There is an old parable about Avicenna who restored a patient's sight by giving him a certain medication. Avicenna's amazed pupil «prescribed» this medication to his relative who had the same symptoms, whereat the latter went completely blind. In the end, Avicenna drives his pupil away reading him a long lecture on various causes of diseases and saying that a person with such a superficial understanding of a disease who yet dares to try and “cure” it on his own can never be a doctor. 

It does sound somewhat far-fetched, and the final conclusion is not that obvious (I think that if the pupil manages to overcome this and to go on with his studies, he will be especially thoughtful and careful). Yet the idea is clear, isn’t it? 

2.    “Divide and rule”


You name it, it’s all there on the Internet: the latest scientific achievements along with complete nonsense and bigotry. The question is where to look for the facts and how to assess what you find. 

You will hardly find any objective scientific knowledge at the following links: 
§  www.yandex.ru
§  www.rambler.ru
§  www.probirka.ru
§  www.pregnancy.manual.ru

Although you can find something of value there as well. 

Ideally, you should seek knowledge from scientific publications: 
§  www.pubmed.org
§  www.tripdatabase.com
§  www.theococyranelibrary.com

By the way, the information in such sources is not necessarily extremely complex and incomprehensible. You can find good review papers on almost any subject that would not be overcomplicated. These are exactly the ones you need. Yet of course, you have to search for them. 

While at it, you will need (1) the knowledge of English; (2) the understanding of what you are looking for (a search direction, key words); (3) willpower – so that not to lose courage . 

Alternatively, you can go to www.wikipedia.org or http://dic.academic.ru

Though there you will of course find second-hand material whose authors give their attitude to the objective reality rather than reflect it. Hence you should be skeptical about what you read and be very careful about trusting the author. 
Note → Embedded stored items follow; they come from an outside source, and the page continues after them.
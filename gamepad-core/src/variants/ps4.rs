//! Sony DualShock 4.
//!
//! Input comes as report 0x11 over Bluetooth once the controller is in full
//! mode, or report 0x01 with the same body at a different offset. Output is
//! report 0x11, CRC-32 sealed, carrying rumble and the lightbar color that
//! stands in for player LEDs.

use hid_proto::HidGlobals;

use super::{battery_from_steps, motion_axes, sony};
use crate::output::{Capabilities, OutputError, OutputSink, PlayerLeds, Rumble};
use crate::types::{GamepadState, StatusFlags};
use crate::variant::{Variant, VariantKind};

const REPORT_USB: u8 = 0x01;
const REPORT_BT: u8 = 0x11;

/// Bytes of the input body up to and including the status byte.
const BODY_LEN: usize = 30;

const OUTPUT_FLAG_RUMBLE: u8 = 0x01;
const OUTPUT_FLAG_LIGHTBAR: u8 = 0x02;

const STATUS_CABLE: u8 = 0x10;
const BATTERY_STEPS: u8 = 10;

#[derive(Debug, Clone, Copy, Default, PartialEq, Eq)]
pub struct Ps4 {
    lightbar: [u8; 3],
    rumble: Rumble,
}

impl Ps4 {
    fn send_output<S: OutputSink>(&self, sink: &mut S) -> Result<(), OutputError> {
        let mut report = sony::new_output(REPORT_BT);
        report[2] = 0xC0;
        report[3] = 0x20;
        report[4] = OUTPUT_FLAG_RUMBLE | OUTPUT_FLAG_LIGHTBAR;
        report[7] = self.rumble.weak;
        report[8] = self.rumble.strong;
        report[9..12].copy_from_slice(&self.lightbar);
        sony::seal(&mut report);
        sink.send(&report)
    }
}

impl Variant for Ps4 {
    const KIND: VariantKind = VariantKind::Ps4;
    const CAPABILITIES: Capabilities = Capabilities {
        player_leds: true,
        rumble: true,
    };

    fn parse_usage(
        &mut self,
        state: &mut GamepadState,
        globals: &HidGlobals,
        usage_page: u16,
        usage: u16,
        value: i32,
    ) {
        sony::parse_usage(state, globals, usage_page, usage, value);
    }

    fn parse_raw_report(&mut self, report: &[u8], state: &mut GamepadState) -> bool {
        let offset = match report.first() {
            Some(&REPORT_BT) => 3,
            Some(&REPORT_USB) => 1,
            _ => return false,
        };
        let Some(body) = report.get(offset..offset + BODY_LEN) else {
            return false;
        };

        sony::apply_sticks(state, &body[0..4]);
        sony::apply_buttons(state, body[4], body[5], body[6]);
        state.left_trigger = body[7];
        state.right_trigger = body[8];
        if let Some(gyro) = motion_axes(body, 12) {
            state.gyro = gyro;
        }
        if let Some(accel) = motion_axes(body, 18) {
            state.accel = accel;
        }

        let status = body[29];
        let level = status & 0x0F;
        let cable = status & STATUS_CABLE != 0;
        state.battery = battery_from_steps(level, BATTERY_STEPS);
        state.status.set(StatusFlags::CABLE, cable);
        state.status.set(StatusFlags::CHARGING, cable && level <= BATTERY_STEPS);
        true
    }

    fn set_player_leds<S: OutputSink>(
        &mut self,
        leds: PlayerLeds,
        sink: &mut S,
    ) -> Result<(), OutputError> {
        self.lightbar = sony::lightbar_color(leds);
        self.send_output(sink)
    }

    fn set_rumble<S: OutputSink>(
        &mut self,
        rumble: Rumble,
        sink: &mut S,
    ) -> Result<(), OutputError> {
        self.rumble = rumble;
        self.send_output(sink)
    }
}
//! HID usage page and usage identifiers used by gamepad decoders.
//!
//! Values follow the HID Usage Tables 1.12.

/// Usage pages.
pub mod page {
    pub const GENERIC_DESKTOP: u16 = 0x01;
    pub const SIMULATION: u16 = 0x02;
    pub const GENERIC_DEVICE_CONTROLS: u16 = 0x06;
    pub const KEYBOARD: u16 = 0x07;
    pub const LED: u16 = 0x08;
    pub const BUTTON: u16 = 0x09;
    pub const CONSUMER: u16 = 0x0C;
    /// First vendor-defined page.
    pub const VENDOR_DEFINED_START: u16 = 0xFF00;
}

/// Generic Desktop page usages.
pub mod desktop {
    pub const POINTER: u16 = 0x01;
    pub const MOUSE: u16 = 0x02;
    pub const JOYSTICK: u16 = 0x04;
    pub const GAMEPAD: u16 = 0x05;
    pub const KEYBOARD: u16 = 0x06;
    pub const MULTI_AXIS_CONTROLLER: u16 = 0x08;
    pub const X: u16 = 0x30;
    pub const Y: u16 = 0x31;
    pub const Z: u16 = 0x32;
    pub const RX: u16 = 0x33;
    pub const RY: u16 = 0x34;
    pub const RZ: u16 = 0x35;
    pub const SLIDER: u16 = 0x36;
    pub const DIAL: u16 = 0x37;
    pub const WHEEL: u16 = 0x38;
    pub const HAT_SWITCH: u16 = 0x39;
    pub const SYSTEM_MAIN_MENU: u16 = 0x85;
    pub const DPAD_UP: u16 = 0x90;
    pub const DPAD_DOWN: u16 = 0x91;
    pub const DPAD_RIGHT: u16 = 0x92;
    pub const DPAD_LEFT: u16 = 0x93;
}

/// Simulation Controls page usages.
pub mod simulation {
    pub const ACCELERATOR: u16 = 0xC4;
    pub const BRAKE: u16 = 0xC5;
}

/// Generic Device Controls page usages.
pub mod device_controls {
    pub const BATTERY_STRENGTH: u16 = 0x20;
}

/// Consumer page usages.
pub mod consumer {
    pub const MENU: u16 = 0x40;
    pub const RECORD: u16 = 0xB2;
    pub const PLAY_PAUSE: u16 = 0xCD;
    pub const AC_SEARCH: u16 = 0x221;
    pub const AC_HOME: u16 = 0x223;
    pub const AC_BACK: u16 = 0x224;
}

/// Returns true for application collections a gamepad decoder can use.
#[inline]
#[must_use]
pub const fn is_gamepad_application(usage_page: u16, usage: u16) -> bool {
    usage_page == page::GENERIC_DESKTOP
        && matches!(
            usage,
            desktop::JOYSTICK | desktop::GAMEPAD | desktop::MULTI_AXIS_CONTROLLER
        )
}
//! Controller family decoders.

mod android;
mod generic;
mod ps4;
mod ps5;
mod sony;
mod switch;
mod unknown;
mod wii;
mod xbox;

pub use android::{Android, AndroidModel, NIMBUS_PRODUCT, NIMBUS_VENDOR};
pub use generic::GenericHid;
pub use ps4::Ps4;
pub use ps5::Ps5;
pub use switch::Switch;
pub use unknown::Unknown;
pub use wii::Wii;
pub use xbox::Xbox;

use crate::types::{BATTERY_EMPTY, BATTERY_FULL};

#[inline]
pub(crate) fn i16_le(data: &[u8], offset: usize) -> Option<i16> {
    let bytes = data.get(offset..offset + 2)?;
    Some(i16::from_le_bytes([bytes[0], bytes[1]]))
}

#[inline]
pub(crate) fn u16_le(data: &[u8], offset: usize) -> Option<u16> {
    let bytes = data.get(offset..offset + 2)?;
    Some(u16::from_le_bytes([bytes[0], bytes[1]]))
}

/// Three consecutive little-endian `i16` as motion axes.
pub(crate) fn motion_axes(data: &[u8], offset: usize) -> Option<[i32; 3]> {
    Some([
        i32::from(i16_le(data, offset)?),
        i32::from(i16_le(data, offset + 2)?),
        i32::from(i16_le(data, offset + 4)?),
    ])
}

/// Rescale a stepped battery gauge (`0..=max`) to the state's battery range.
pub(crate) fn battery_from_steps(level: u8, max: u8) -> u8 {
    if max == 0 {
        return BATTERY_EMPTY;
    }
    let level = u32::from(level.min(max));
    let scaled = level * u32::from(BATTERY_FULL) / u32::from(max);
    (scaled as u8).max(BATTERY_EMPTY)
}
Among such articles, it would be more sensible to choose the ones where the author does not just narrate “as is” but gives reasons for his/her opinion, cites publications and refers to reliable sources. 

3.    “Reliable sources”


It is good to know what recommendations are heeded by specialists. 
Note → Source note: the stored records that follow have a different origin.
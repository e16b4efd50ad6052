//! Nintendo Switch Pro Controller.
//!
//! The controller starts in the simple HID mode (report 0x3F). Setup switches
//! it to the full mode (report 0x30) with 12-bit sticks, battery and motion.
//! Commands go out as report 0x01: a packet counter, a neutral rumble frame
//! and a subcommand.
//!
//! Buttons are mapped by position: Nintendo B (bottom) reports as `A`,
//! Nintendo A (right) as `B`, Y (left) as `X` and X (top) as `Y`.

use hid_proto::{scale, HidGlobals};

use super::{battery_from_steps, motion_axes, u16_le};
use crate::decode;
use crate::output::{Capabilities, OutputError, OutputSink, PlayerLeds, HIDP_OUTPUT_HEADER};
use crate::types::{Buttons, Dpad, GamepadState, MiscButtons, StatusFlags};
use crate::variant::{Variant, VariantKind};

const REPORT_FULL: u8 = 0x30;
const REPORT_SIMPLE: u8 = 0x3F;
const REPORT_SUBCOMMAND: u8 = 0x01;

const SUBCMD_SET_INPUT_MODE: u8 = 0x03;
const SUBCMD_SET_PLAYER_LEDS: u8 = 0x30;
const INPUT_MODE_FULL: u8 = 0x30;

/// Rumble frame that leaves both motors idle.
const RUMBLE_NEUTRAL: [u8; 8] = [0x00, 0x01, 0x40, 0x40, 0x00, 0x01, 0x40, 0x40];

const FULL_LEN: usize = 12;
const FULL_IMU_LEN: usize = 25;
const SIMPLE_LEN: usize = 12;

const STICK_MAX: i32 = 0x0FFF;
const BATTERY_STEPS: u8 = 4;

// Full report, right button byte.
const RIGHT_Y: u8 = 0x01;
const RIGHT_X: u8 = 0x02;
const RIGHT_B: u8 = 0x04;
const RIGHT_A: u8 = 0x08;
const RIGHT_R: u8 = 0x40;
const RIGHT_ZR: u8 = 0x80;

// Full report, shared button byte.
const SHARED_MINUS: u8 = 0x01;
const SHARED_PLUS: u8 = 0x02;
const SHARED_RS: u8 = 0x04;
const SHARED_LS: u8 = 0x08;
const SHARED_HOME: u8 = 0x10;
const SHARED_CAPTURE: u8 = 0x20;

// Full report, left button byte.
const LEFT_DOWN: u8 = 0x01;
const LEFT_UP: u8 = 0x02;
const LEFT_RIGHT: u8 = 0x04;
const LEFT_LEFT: u8 = 0x08;
const LEFT_L: u8 = 0x40;
const LEFT_ZL: u8 = 0x80;

// Simple report, first button byte.
const SIMPLE_B: u8 = 0x01;
const SIMPLE_A: u8 = 0x02;
const SIMPLE_Y: u8 = 0x04;
const SIMPLE_X: u8 = 0x08;
const SIMPLE_L: u8 = 0x10;
const SIMPLE_R: u8 = 0x20;
const SIMPLE_ZL: u8 = 0x40;
const SIMPLE_ZR: u8 = 0x80;

#[derive(Debug, Clone, Copy, Default, PartialEq, Eq)]
pub struct Switch {
    /// 4-bit packet counter of the next command.
    counter: u8,
}

/// One packed 12-bit stick: X in the low 12 bits, Y in the high 12 bits.
fn stick(data: &[u8]) -> (i16, i16) {
    let x = i32::from(data[0]) | (i32::from(data[1] & 0x0F) << 8);
    let y = i32::from(data[1] >> 4) | (i32::from(data[2]) << 4);
    // Up is positive on the wire
    (
        scale::axis(x, 0, STICK_MAX),
        scale::axis(y, 0, STICK_MAX).saturating_neg(),
    )
}

fn trigger(pressed: bool) -> u8 {
    if pressed {
        u8::MAX
    } else {
        0
    }
}

impl Switch {
    fn send_subcommand<S: OutputSink>(
        &mut self,
        subcommand: u8,
        args: &[u8],
        sink: &mut S,
    ) -> Result<(), OutputError> {
        let mut report = [0u8; 16];
        report[0] = HIDP_OUTPUT_HEADER;
        report[1] = REPORT_SUBCOMMAND;
        report[2] = self.counter;
        self.counter = (self.counter + 1) & 0x0F;
        report[3..11].copy_from_slice(&RUMBLE_NEUTRAL);
        report[11] = subcommand;
        let len = 12 + args.len();
        let Some(dest) = report.get_mut(12..len) else {
            return Err(OutputError::TooLong);
        };
        dest.copy_from_slice(args);
        sink.send(&report[..len])
    }

    fn parse_full(report: &[u8], state: &mut GamepadState) -> bool {
        if report.len() < FULL_LEN {
            return false;
        }
        let (right, shared, left) = (report[3], report[4], report[5]);

        let mut buttons = Buttons::NONE;
        buttons.set(Buttons::A, right & RIGHT_B != 0);
        buttons.set(Buttons::B, right & RIGHT_A != 0);
        buttons.set(Buttons::X, right & RIGHT_Y != 0);
        buttons.set(Buttons::Y, right & RIGHT_X != 0);
        buttons.set(Buttons::RB, right & RIGHT_R != 0);
        buttons.set(Buttons::RT, right & RIGHT_ZR != 0);
        buttons.set(Buttons::LB, left & LEFT_L != 0);
        buttons.set(Buttons::LT, left & LEFT_ZL != 0);
        buttons.set(Buttons::LS, shared & SHARED_LS != 0);
        buttons.set(Buttons::RS, shared & SHARED_RS != 0);
        state.buttons = buttons;
        state.left_trigger = trigger(left & LEFT_ZL != 0);
        state.right_trigger = trigger(right & RIGHT_ZR != 0);

        let mut misc = MiscButtons::NONE;
        misc.set(MiscButtons::SELECT, shared & SHARED_MINUS != 0);
        misc.set(MiscButtons::START, shared & SHARED_PLUS != 0);
        misc.set(MiscButtons::SYSTEM, shared & SHARED_HOME != 0);
        misc.set(MiscButtons::CAPTURE, shared & SHARED_CAPTURE != 0);
        state.misc_buttons = misc;

        let mut dpad = Dpad::NONE;
        dpad.set(Dpad::UP, left & LEFT_UP != 0);
        dpad.set(Dpad::DOWN, left & LEFT_DOWN != 0);
        dpad.set(Dpad::LEFT, left & LEFT_LEFT != 0);
        dpad.set(Dpad::RIGHT, left & LEFT_RIGHT != 0);
        state.dpad = dpad;

        let (lx, ly) = stick(&report[6..9]);
        let (rx, ry) = stick(&report[9..12]);
        state.left_stick.x = lx;
        state.left_stick.y = ly;
        state.right_stick.x = rx;
        state.right_stick.y = ry;

        let battery = report[2] >> 4;
        state.battery = battery_from_steps(battery >> 1, BATTERY_STEPS);
        state.status.set(StatusFlags::CHARGING, battery & 0x01 != 0);

        if report.len() >= FULL_IMU_LEN {
            if let Some(accel) = motion_axes(report, 13) {
                state.accel = accel;
            }
            if let Some(gyro) = motion_axes(report, 19) {
                state.gyro = gyro;
            }
        }
        true
    }

    fn parse_simple(report: &[u8], state: &mut GamepadState) -> bool {
        if report.len() < SIMPLE_LEN {
            return false;
        }
        let (b0, b1) = (report[1], report[2]);

        let mut buttons = Buttons::NONE;
        buttons.set(Buttons::A, b0 & SIMPLE_B != 0);
        buttons.set(Buttons::B, b0 & SIMPLE_A != 0);
        buttons.set(Buttons::X, b0 & SIMPLE_Y != 0);
        buttons.set(Buttons::Y, b0 & SIMPLE_X != 0);
        buttons.set(Buttons::LB, b0 & SIMPLE_L != 0);
        buttons.set(Buttons::RB, b0 & SIMPLE_R != 0);
        buttons.set(Buttons::LT, b0 & SIMPLE_ZL != 0);
        buttons.set(Buttons::RT, b0 & SIMPLE_ZR != 0);
        buttons.set(Buttons::LS, b1 & SHARED_LS != 0);
        buttons.set(Buttons::RS, b1 & SHARED_RS != 0);
        state.buttons = buttons;
        state.left_trigger = trigger(b0 & SIMPLE_ZL != 0);
        state.right_trigger = trigger(b0 & SIMPLE_ZR != 0);

        // The second byte shares the full report's layout
        let mut misc = MiscButtons::NONE;
        misc.set(MiscButtons::SELECT, b1 & SHARED_MINUS != 0);
        misc.set(MiscButtons::START, b1 & SHARED_PLUS != 0);
        misc.set(MiscButtons::SYSTEM, b1 & SHARED_HOME != 0);
        misc.set(MiscButtons::CAPTURE, b1 & SHARED_CAPTURE != 0);
        state.misc_buttons = misc;

        state.dpad = Dpad::from_hat(Some(report[3]));

        let axis = |offset| {
            u16_le(report, offset).map_or(0, |v| scale::axis(i32::from(v), 0, 0xFFFF))
        };
        state.left_stick.x = axis(4);
        state.left_stick.y = axis(6);
        state.right_stick.x = axis(8);
        state.right_stick.y = axis(10);
        true
    }
}

impl Variant for Switch {
    const KIND: VariantKind = VariantKind::Switch;
    const CAPABILITIES: Capabilities = Capabilities {
        player_leds: true,
        rumble: false,
    };

    fn parse_usage(
        &mut self,
        state: &mut GamepadState,
        globals: &HidGlobals,
        usage_page: u16,
        usage: u16,
        value: i32,
    ) {
        decode::apply_standard_usage(state, globals, usage_page, usage, value);
    }

    fn parse_raw_report(&mut self, report: &[u8], state: &mut GamepadState) -> bool {
        match report.first() {
            Some(&REPORT_FULL) => Self::parse_full(report, state),
            Some(&REPORT_SIMPLE) => Self::parse_simple(report, state),
            _ => false,
        }
    }

    fn setup<S: OutputSink>(&mut self, sink: &mut S) -> Result<(), OutputError> {
        self.send_subcommand(SUBCMD_SET_INPUT_MODE, &[INPUT_MODE_FULL], sink)
    }

    fn set_player_leds<S: OutputSink>(
        &mut self,
        leds: PlayerLeds,
        sink: &mut S,
    ) -> Result<(), OutputError> {
        self.send_subcommand(SUBCMD_SET_PLAYER_LEDS, &[leds.0 & 0x0F], sink)
    }
}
There are a few international organizations working in the fields of Embryology and Fertility Science that occasionally publish “expert opinions”. These are:
§  http://alphascientists.org/wb/index.php
§  http://www.asrm.org/
§  http://www.eshre.eu/

These expert opinions can be trusted! These are not private stories or personal preferences of particular individuals but data based on colossal efforts of a number of specialists and summarized by an expert committee.